Tenía cuatro nombres –Jorge, Luis, Isidoro y Francisco– y un laberinto de infinitos recovecos y matemáticas en su cerebro. De hecho, Borges sigue siendo inabarcable, incluso a los 25 años de su muerte, que se celebraron justo ayer en todo el mundo entre la admiración y el pasmo que sigue aún provocando la obra del hombre que moldeó el thriller teológico, la gramática utópica, los bestiarios lógicos y los silogismos ornitológicos, entre mil invenciones más. El mundo entero recordó ayer, 14 de junio, al autor de El Aleph con múltiples iniciativas, que hasta incluyeron la construcción de un laberinto en Venecia.

«Uno llega a ser grande por lo que lee y no por lo que escribe», dejó dicho y escrito el escritor, para quien el paraíso era una biblioteca. De hecho, murió aprendiendo: cuenta su viuda, María Kodama, que Borges, con el cáncer hepático y el enfisema pulmonar atrapando su vida progresivamente, dedicó las últimas semanas de vida a estudiar árabe con un profesor egipcio de Alejandría. El genio que quedó ciego a los 55 años se había retirado a Ginebra para que sus compatriotas no hicieran de su agonía un espectáculo televisado. Allí murió y allí sigue descansando, a pesar de las múltiples iniciativas que han tratado de rescatar los restos de Borges para volver a enterrarlos en Argentina, algo a lo que Kodama siempre se ha opuesto sistemáticamente.

A Borges le encantarían los múltiples recuerdos que se le dedicaron ayer, porque suya es la frase «Somos nuestra memoria, somos ese quimérico museo de formas inconstantes, ese montón de espejos rotos». Muchos escritores han evocado estos días al gigante.

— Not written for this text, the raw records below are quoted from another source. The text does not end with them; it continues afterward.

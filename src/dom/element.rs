use std::any::Any;

use crate::dom::inheritance::Downcast;
use crate::dom::inheritance::private::{Sealed, SealedElement};
use crate::dom::node::{Node, NodeData};

/// The WebIDL `Element` capability. Every element is a [`Node`].
pub trait Element: Node + SealedElement {
    fn tag_name(&self) -> &str;

    fn local_name(&self) -> &str;
}

#[derive(Debug, Clone, PartialEq, Eq)]
pub struct HtmlElement {
    node: NodeData,
    tag_name: String,
    local_name: String,
}

impl HtmlElement {
    /// Names are fixed for the lifetime of the element. `nodeValue` starts
    /// absent.
    pub fn new(tag_name: impl Into<String>, local_name: impl Into<String>) -> Self {
        Self {
            node: NodeData::default(),
            tag_name: tag_name.into(),
            local_name: local_name.into(),
        }
    }
}

impl Node for HtmlElement {
    fn node_value(&self) -> Option<&str> {
        self.node.node_value()
    }

    fn set_node_value(&mut self, value: Option<String>) {
        self.node.set_node_value(value);
    }
}

impl Element for HtmlElement {
    fn tag_name(&self) -> &str {
        &self.tag_name
    }

    fn local_name(&self) -> &str {
        &self.local_name
    }
}

impl Sealed for HtmlElement {
    fn as_any(&self) -> &(dyn Any + 'static) {
        self
    }

    fn as_any_mut(&mut self) -> &mut (dyn Any + 'static) {
        self
    }

    fn upcast(&self) -> &dyn Node {
        self
    }

    fn upcast_mut(&mut self) -> &mut dyn Node {
        self
    }

    fn as_element(&self) -> Option<&(dyn Element + 'static)> {
        Some(self)
    }

    fn as_element_mut(&mut self) -> Option<&mut (dyn Element + 'static)> {
        Some(self)
    }

    fn into_element(self: Box<Self>) -> Result<Box<dyn Element>, Box<dyn Node>> {
        Ok(self)
    }
}

impl SealedElement for HtmlElement {}

impl Downcast for HtmlElement {
    fn downcast_ref(node: &dyn Node) -> Option<&Self> {
        node.as_any().downcast_ref()
    }

    fn downcast_mut(node: &mut dyn Node) -> Option<&mut Self> {
        node.as_any_mut().downcast_mut()
    }
}

#[cfg(test)]
mod tests {
    use super::*;

    #[test]
    fn names_are_kept_apart() {
        let element = HtmlElement::new("SVG:RECT", "rect");
        assert_eq!(element.tag_name(), "SVG:RECT");
        assert_eq!(element.local_name(), "rect");
        assert_eq!(element.node_value_pair(), ("", false));
    }

    #[test]
    fn element_hooks_agree_on_element_hit() {
        let mut element = HtmlElement::new("b", "b");
        assert_eq!(element.as_element().map(|e| e.tag_name()), Some("b"));
        assert!(element.as_element_mut().is_some());
        assert_eq!(Box::new(element).into_element().unwrap().local_name(), "b");
    }

    #[test]
    fn node_value_is_mutable() {
        let mut element = HtmlElement::new("div", "div");
        element.set_node_value_pair("x", true);
        assert_eq!(element.node_value_pair(), ("x", true));
        element.set_node_value(None);
        assert_eq!(element.node_value(), None);
        assert_eq!(element.tag_name(), "div");
    }
}
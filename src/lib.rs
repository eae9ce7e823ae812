//! Rust renditions of two WebIDL binding patterns.
//!
//! - [`http::Headers`]: an ordered multimap with exact, case-sensitive name
//!   matching.
//! - [`dom`]: a sealed `Node` / `Element` hierarchy with checked downcasts.
//!
//! None of the types here lock internally. They are owned by one caller at a
//! time; share them across threads behind your own synchronisation.

pub mod dom;
pub mod http;
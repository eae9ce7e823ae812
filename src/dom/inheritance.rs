//! Sealing and checked downcasting for the [`Node`] / [`Element`] hierarchy.
//!
//! Both capabilities have a supertrait in a private module, so code outside
//! this crate can hold and use nodes but can never implement the traits:
//!
//! ```compile_fail
//! use webidl::dom::Node;
//!
//! #[derive(Debug)]
//! struct Impostor;
//!
//! impl Node for Impostor {
//!     fn node_value(&self) -> Option<&str> { None }
//!     fn set_node_value(&mut self, _: Option<String>) {}
//! }
//! ```
//!
//! Every downcast is checked. A miss is `None` (or [`NotAnElement`] for the
//! owned form), never a panic.

use std::fmt;

use tracing::trace;

use crate::dom::element::Element;
use crate::dom::node::Node;

/// private module for sealed traits.
pub(crate) mod private {
    use std::any::Any;

    use crate::dom::element::Element;
    use crate::dom::node::Node;

    /// Marker for [`Node`]. Also carries the hooks the checked downcasts are
    /// built on, so they stay invisible outside the crate.
    pub trait Sealed {
        fn as_any(&self) -> &(dyn Any + 'static);

        fn as_any_mut(&mut self) -> &mut (dyn Any + 'static);

        fn upcast(&self) -> &dyn Node;

        fn upcast_mut(&mut self) -> &mut dyn Node;

        fn as_element(&self) -> Option<&(dyn Element + 'static)>;

        fn as_element_mut(&mut self) -> Option<&mut (dyn Element + 'static)>;

        fn into_element(self: Box<Self>) -> Result<Box<dyn Element>, Box<dyn Node>>;
    }

    /// Marker for [`Element`].
    pub trait SealedElement {}
}

use private::Sealed;

/// Checked narrowing from `dyn Node` into `Self`.
///
/// Implemented for `dyn Element` and for every concrete node type in this
/// crate; sealed like the capabilities themselves.
pub trait Downcast: Sealed {
    fn downcast_ref(node: &dyn Node) -> Option<&Self>;

    fn downcast_mut(node: &mut dyn Node) -> Option<&mut Self>;
}

impl Downcast for dyn Element {
    fn downcast_ref(node: &dyn Node) -> Option<&Self> {
        node.as_element()
    }

    fn downcast_mut(node: &mut dyn Node) -> Option<&mut Self> {
        node.as_element_mut()
    }
}

impl<'a> dyn Node + 'a {
    pub fn downcast_ref<T: Downcast + ?Sized>(&self) -> Option<&T> {
        let res = T::downcast_ref(self);
        if res.is_none() {
            trace!(target_type = std::any::type_name::<T>(), "downcast miss");
        }
        res
    }

    pub fn downcast_mut<T: Downcast + ?Sized>(&mut self) -> Option<&mut T> {
        let res = T::downcast_mut(self);
        if res.is_none() {
            trace!(target_type = std::any::type_name::<T>(), "downcast miss");
        }
        res
    }

    pub fn is<T: Downcast + ?Sized>(&self) -> bool {
        T::downcast_ref(self).is_some()
    }
}

impl<'a> dyn Element + 'a {
    pub fn as_node(&self) -> &dyn Node {
        self.upcast()
    }

    pub fn as_node_mut(&mut self) -> &mut dyn Node {
        self.upcast_mut()
    }
}

/// Returned by [`try_into_element`] when the node is not an [`Element`].
/// Gives the node back untouched.
pub struct NotAnElement(pub Box<dyn Node>);

impl NotAnElement {
    pub fn into_inner(self) -> Box<dyn Node> {
        self.0
    }
}

impl fmt::Debug for NotAnElement {
    fn fmt(&self, f: &mut fmt::Formatter<'_>) -> fmt::Result {
        f.debug_tuple("NotAnElement").field(&self.0).finish()
    }
}

impl fmt::Display for NotAnElement {
    fn fmt(&self, f: &mut fmt::Formatter<'_>) -> fmt::Result {
        write!(f, "node does not satisfy Element")
    }
}

impl std::error::Error for NotAnElement {}

/// Owned checked downcast from `Box<dyn Node>` to `Box<dyn Element>`.
pub fn try_into_element(node: Box<dyn Node>) -> Result<Box<dyn Element>, NotAnElement> {
    node.into_element().map_err(|node| {
        trace!("into_element miss");
        NotAnElement(node)
    })
}
mod config;
mod tasks;

use std::process::ExitCode;

use tracing::error;
use tracing_subscriber::EnvFilter;
use tracing_subscriber::filter::LevelFilter;
use tracing_subscriber::util::SubscriberInitExt;

use config::TaskConfig;
use tasks::TaskError;

const DEFAULT_CONFIG_PATH: &str = "tasks.toml";

struct Args {
    pub task: Option<String>,
    pub config: String,
    pub trace: bool,
}

fn main() -> ExitCode {
    let args = match parse_args() {
        Ok(args) => args,
        Err(err) => {
            init_logging(false);
            error!("{}", TaskError::from(err));
            return ExitCode::FAILURE;
        }
    };
    init_logging(args.trace);

    match run(args) {
        Ok(()) => ExitCode::SUCCESS,
        Err(err) => {
            error!("{}", err);
            ExitCode::FAILURE
        }
    }
}

fn parse_args() -> Result<Args, pico_args::Error> {
    let mut pargs = pico_args::Arguments::from_env();
    let args = Args {
        trace: pargs.contains(["--trace", "-t"]),
        config: pargs
            .opt_value_from_str("--config")?
            .unwrap_or_else(|| DEFAULT_CONFIG_PATH.to_string()),
        task: pargs.opt_free_from_str()?,
    };
    Ok(args)
}

fn init_logging(trace: bool) {
    let level = if trace { LevelFilter::DEBUG } else { LevelFilter::INFO };
    let filter = EnvFilter::builder()
        .with_default_directive(level.into())
        .from_env_lossy();

    tracing_subscriber::fmt::fmt()
        .without_time()
        .with_target(false)
        .with_writer(std::io::stderr)
        .with_env_filter(filter)
        .finish()
        .init();
}

fn run(args: Args) -> Result<(), TaskError> {
    config::set_config(TaskConfig::from_file(&args.config));
    tasks::dispatch(args.task.as_deref(), config::config())
}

Como su compatriota Ricardo Piglia: «Todos teníamos una relación de fascinación y, al mismo tiempo, de distancia por el estándar altísimo que nos puso a todos su nivel de escritura. Pero había muchos que lo tomaban como un referente único...». «Dejó tanto pero tanto que su legado aún se está acomodando entre nosotros», concluye el autor, quien también argumenta que la narrativa latinoamericana actual está temáticamente más cerca de las «ciudades laberínticas» de Jorge Luis Borges que de la naturaleza mágica de García Márquez: «Hemos pasado de cierta mirada a las selvas, a los grandes ríos y a las grandes dimensiones de la naturaleza, para pensar en mundos de ciudades con un orden en caos, que Borges atribuía a la acción de un Dios que delira», concluye el autor de Plata quemada.

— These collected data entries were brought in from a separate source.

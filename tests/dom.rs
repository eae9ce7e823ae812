use webidl::dom::{
    Comment, Element, HtmlElement, Node, create_comment, create_element, create_element_ns,
    try_into_element,
};

fn get_node() -> Box<dyn Node> {
    create_element("div")
}

#[test]
fn element_round_trips_through_node() {
    let node = get_node();
    let element = node.downcast_ref::<dyn Element>().expect("div is an element");

    assert_eq!(element.tag_name(), "div");
    assert_eq!(element.local_name(), "div");
    assert_eq!(element.node_value_pair(), ("", false));
}

#[test]
fn namespaced_names_survive_downcast() {
    let node = create_element_ns("svg:circle", "circle");
    let element = node.downcast_ref::<HtmlElement>().unwrap();
    assert_eq!(element.tag_name(), "svg:circle");
    assert_eq!(element.local_name(), "circle");
}

#[test]
fn base_only_node_fails_downcast() {
    let node = create_comment("note");
    assert!(node.downcast_ref::<dyn Element>().is_none());
    assert!(!node.is::<dyn Element>());
    assert!(node.downcast_ref::<Comment>().is_some());

    let node = try_into_element(node).unwrap_err().into_inner();
    assert_eq!(node.node_value(), Some("note"));
}

#[test]
fn presence_flag_governs_absence() {
    let mut node = get_node();

    node.set_node_value_pair("x", true);
    assert_eq!(node.node_value_pair(), ("x", true));

    node.set_node_value_pair("", true);
    assert_eq!(node.node_value_pair(), ("", true));
    assert_eq!(node.node_value(), Some(""));

    node.set_node_value_pair("", false);
    assert_eq!(node.node_value_pair(), ("", false));
    assert_eq!(node.node_value(), None);
}

#[test]
fn element_edits_are_seen_through_node() {
    let node = get_node();
    let mut element = try_into_element(node).unwrap();
    element.set_node_value(Some("v".to_string()));

    let node = element.as_node();
    assert_eq!(node.node_value(), Some("v"));
    assert!(node.is::<HtmlElement>());
}

#[test]
fn mixed_nodes_can_be_filtered() {
    let nodes = vec![
        create_element("p"),
        create_comment("c"),
        create_element("span"),
    ];

    let tags: Vec<&str> = nodes
        .iter()
        .filter_map(|n| n.downcast_ref::<dyn Element>())
        .map(|e| e.tag_name())
        .collect();
    assert_eq!(tags, vec!["p", "span"]);
}
//! A sealed `Node` / `Element` hierarchy.
//!
//! Values are handed out as `Box<dyn Node>`; callers narrow them with
//! [`downcast_ref`](trait.Node.html#method.downcast_ref) or
//! [`try_into_element`].

mod element;
mod inheritance;
mod node;

pub use element::{Element, HtmlElement};
pub use inheritance::{Downcast, NotAnElement, try_into_element};
pub use node::{Comment, Node, NodeData};

/// Creates an element whose tag name and local name are both `local_name`.
pub fn create_element(local_name: &str) -> Box<dyn Node> {
    Box::new(HtmlElement::new(local_name, local_name))
}

pub fn create_element_ns(tag_name: &str, local_name: &str) -> Box<dyn Node> {
    Box::new(HtmlElement::new(tag_name, local_name))
}

pub fn create_comment(data: &str) -> Box<dyn Node> {
    Box::new(Comment::new(data))
}
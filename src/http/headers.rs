//! Ordered, multi-valued header collection mirroring the WebIDL `Headers`
//! interface.
//!
//! Entries are kept in a plain vector in insertion order. A name may appear
//! any number of times; every operation that looks a name up does so with an
//! exact, case-sensitive byte comparison and acts on the *first* match only.
//! The one exception is [`Headers::get_set_cookie`], which collects every
//! `Set-Cookie` entry.
//!
//! Lookups are linear scans. Header counts are small and none of this sits on
//! a hot path.
//!
//! Both header names and values are stored as raw strings, without
//! validation. Use [`parser`](crate::http::parser) to build a collection from
//! a raw `name: value` block.

use std::fmt;
use std::slice;

use crate::http::HeaderName;

#[derive(Debug, Clone, Default, PartialEq, Eq)]
pub struct Headers {
    entries: Vec<(String, String)>,
}

impl Headers {
    pub fn new() -> Self {
        Self {
            entries: Vec::new(),
        }
    }

    pub fn len(&self) -> usize {
        self.entries.len()
    }

    pub fn is_empty(&self) -> bool {
        self.entries.is_empty()
    }

    /// Adds an entry at the end, even if `name` is already present.
    pub fn append(&mut self, name: impl Into<String>, value: impl Into<String>) {
        self.entries.push((name.into(), value.into()));
    }

    /// Removes the first entry named exactly `name`. Later duplicates stay.
    pub fn delete(&mut self, name: &str) {
        if let Some(i) = self.position(name) {
            self.entries.remove(i);
        }
    }

    /// Returns the value of the first entry named exactly `name`.
    ///
    /// The returned slice borrows the stored entry.
    pub fn get(&self, name: &str) -> Option<&str> {
        self.entries
            .iter()
            .find(|(n, _)| n == name)
            .map(|(_, v)| v.as_str())
    }

    /// Returns every `Set-Cookie` value in order. Empty when there are none.
    pub fn get_set_cookie(&self) -> Vec<&str> {
        let name = HeaderName::SetCookie.as_str();
        self.entries
            .iter()
            .filter(|(n, _)| n == name)
            .map(|(_, v)| v.as_str())
            .collect()
    }

    pub fn has(&self, name: &str) -> bool {
        self.position(name).is_some()
    }

    /// Overwrites the value of the first entry named exactly `name`, keeping
    /// its position. Appends when there is no such entry.
    pub fn set(&mut self, name: impl Into<String>, value: impl Into<String>) {
        let name = name.into();
        match self.position(&name) {
            Some(i) => self.entries[i].1 = value.into(),
            None => self.entries.push((name, value.into())),
        }
    }

    /// Iterates over `(name, value)` pairs in their current order.
    pub fn iter(&self) -> Iter<'_> {
        Iter {
            inner: self.entries.iter(),
        }
    }

    /// Serialises the entries as `name: value\r\n` lines.
    pub fn stringify(&self) -> String {
        self.to_string()
    }

    fn position(&self, name: &str) -> Option<usize> {
        self.entries.iter().position(|(n, _)| n == name)
    }
}

/// Borrowing iterator over a [`Headers`] collection, see [`Headers::iter`].
#[derive(Debug, Clone)]
pub struct Iter<'a> {
    inner: slice::Iter<'a, (String, String)>,
}

impl<'a> Iterator for Iter<'a> {
    type Item = (&'a str, &'a str);

    fn next(&mut self) -> Option<Self::Item> {
        self.inner.next().map(|(n, v)| (n.as_str(), v.as_str()))
    }

    fn size_hint(&self) -> (usize, Option<usize>) {
        self.inner.size_hint()
    }
}

impl DoubleEndedIterator for Iter<'_> {
    fn next_back(&mut self) -> Option<Self::Item> {
        self.inner.next_back().map(|(n, v)| (n.as_str(), v.as_str()))
    }
}

impl ExactSizeIterator for Iter<'_> {}

impl<'a> IntoIterator for &'a Headers {
    type Item = (&'a str, &'a str);
    type IntoIter = Iter<'a>;

    fn into_iter(self) -> Iter<'a> {
        self.iter()
    }
}

impl<K, V> FromIterator<(K, V)> for Headers
where
    K: Into<String>,
    V: Into<String>,
{
    fn from_iter<I: IntoIterator<Item = (K, V)>>(iter: I) -> Self {
        let mut headers = Headers::new();
        headers.extend(iter);
        headers
    }
}

impl<K, V> Extend<(K, V)> for Headers
where
    K: Into<String>,
    V: Into<String>,
{
    fn extend<I: IntoIterator<Item = (K, V)>>(&mut self, iter: I) {
        for (name, value) in iter {
            self.append(name, value);
        }
    }
}

impl fmt::Display for Headers {
    fn fmt(&self, f: &mut fmt::Formatter<'_>) -> fmt::Result {
        for (name, value) in self {
            write!(f, "{}: {}\r\n", name, value)?;
        }
        Ok(())
    }
}

#[cfg(test)]
mod tests {
    use super::*;

    fn pairs(headers: &Headers) -> Vec<(&str, &str)> {
        headers.iter().collect()
    }

    #[test]
    fn append_keeps_duplicates_in_order() {
        let mut headers = Headers::new();
        headers.append("Accept", "application/json");
        headers.append("Accept", "text/html");

        assert_eq!(
            pairs(&headers),
            vec![("Accept", "application/json"), ("Accept", "text/html")]
        );
        assert_eq!(headers.len(), 2);
    }

    #[test]
    fn delete_removes_only_first_match() {
        let mut headers = Headers::new();
        headers.append("A", "1");
        headers.append("A", "2");
        headers.delete("A");

        assert_eq!(pairs(&headers), vec![("A", "2")]);
    }

    #[test]
    fn delete_missing_is_noop() {
        let mut headers: Headers = [("A", "1")].into_iter().collect();
        headers.delete("B");
        headers.delete("a");
        assert_eq!(pairs(&headers), vec![("A", "1")]);
    }

    #[test]
    fn names_are_case_sensitive() {
        let mut headers = Headers::new();
        headers.append("Content-Type", "text/plain");

        assert!(headers.has("Content-Type"));
        assert!(!headers.has("content-type"));
        assert_eq!(headers.get("CONTENT-TYPE"), None);
    }

    #[test]
    fn get_returns_first_value() {
        let mut headers = Headers::new();
        headers.append("A", "1");
        headers.append("A", "2");
        assert_eq!(headers.get("A"), Some("1"));
        assert_eq!(headers.get("B"), None);
    }

    #[test]
    fn set_overwrites_first_in_place() {
        let mut headers = Headers::new();
        headers.append("A", "1");
        headers.append("B", "2");
        headers.append("A", "4");
        headers.set("A", "3");

        assert_eq!(pairs(&headers), vec![("A", "3"), ("B", "2"), ("A", "4")]);
    }

    #[test]
    fn set_absent_appends() {
        let mut headers = Headers::new();
        headers.append("A", "1");
        headers.set("B", "2");
        assert_eq!(pairs(&headers), vec![("A", "1"), ("B", "2")]);
    }

    #[test]
    fn get_set_cookie_collects_all() {
        let mut headers = Headers::new();
        assert!(headers.get_set_cookie().is_empty());

        headers.append("Set-Cookie", "a");
        headers.append("Host", "example.org");
        headers.append("Set-Cookie", "b");
        headers.append("set-cookie", "c");
        assert_eq!(headers.get_set_cookie(), vec!["a", "b"]);
    }

    #[test]
    fn iteration_stops_early_and_restarts() {
        let headers: Headers = [("A", "1"), ("B", "2"), ("C", "3")].into_iter().collect();

        let first: Vec<_> = headers.iter().take_while(|(n, _)| *n != "B").collect();
        assert_eq!(first, vec![("A", "1")]);
        assert_eq!(headers.iter().count(), 3);
    }

    #[test]
    fn stringify_matches_display() {
        let mut headers = Headers::new();
        headers.append("Host", "example.org");
        headers.append("Accept", "*/*");

        assert_eq!(headers.stringify(), "Host: example.org\r\nAccept: */*\r\n");
        assert_eq!(headers.to_string(), headers.stringify());
    }
}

El escritor peruano Mario Vargas Llosa, tan admirador de Borges que el año pasado compró un manuscrito del argentino por 350.000 dólares, quiso ayer referirse en el aniversario a un hecho que todavía escuece mucho, muchísimo a los argentinos: «Hay muchos escritores que merecían el Premio Nobel y no lo han recibido, en lengua española; sobre todo, Borges. Me da un poco de vergüenza haber logrado un premio que no había recibido Jorge Luis Borges, probablemente el más grande escritor de nuestra lengua en nuestra época», declaró ayer el firmante de La ciudad y los perros. El propio Borges se refirió al asunto una vez: «Siempre seré un futuro Nobel. Debe de ser una tradición escandinava». Pero él mismo manifestó su deseo de «inventar un juego en el que nadi ganara». Él lo inventó: no sólo no ganó el Nobel, sino tampoco en la vida... «He cometido el peor pecado que un hombre puede cometer. No he sido feliz». Aunque, en realidad, poco le importaba eso al hombre que prefirió dedicarse por entero a la literatura, más a leerla que a escribirla, que a enamorarse y disfrutar de las luces y las pasiones con que asociamos la existencia humana.

Con galardones o sin ellos, la obra de Jorge Luis Borges sigue editándose y sigue descubriéndose o redescubriéndose por los más curiosos lectores del mundo. Todos, encantados de perderse en el laberinto, en los múltiples laberintos de la fabulación.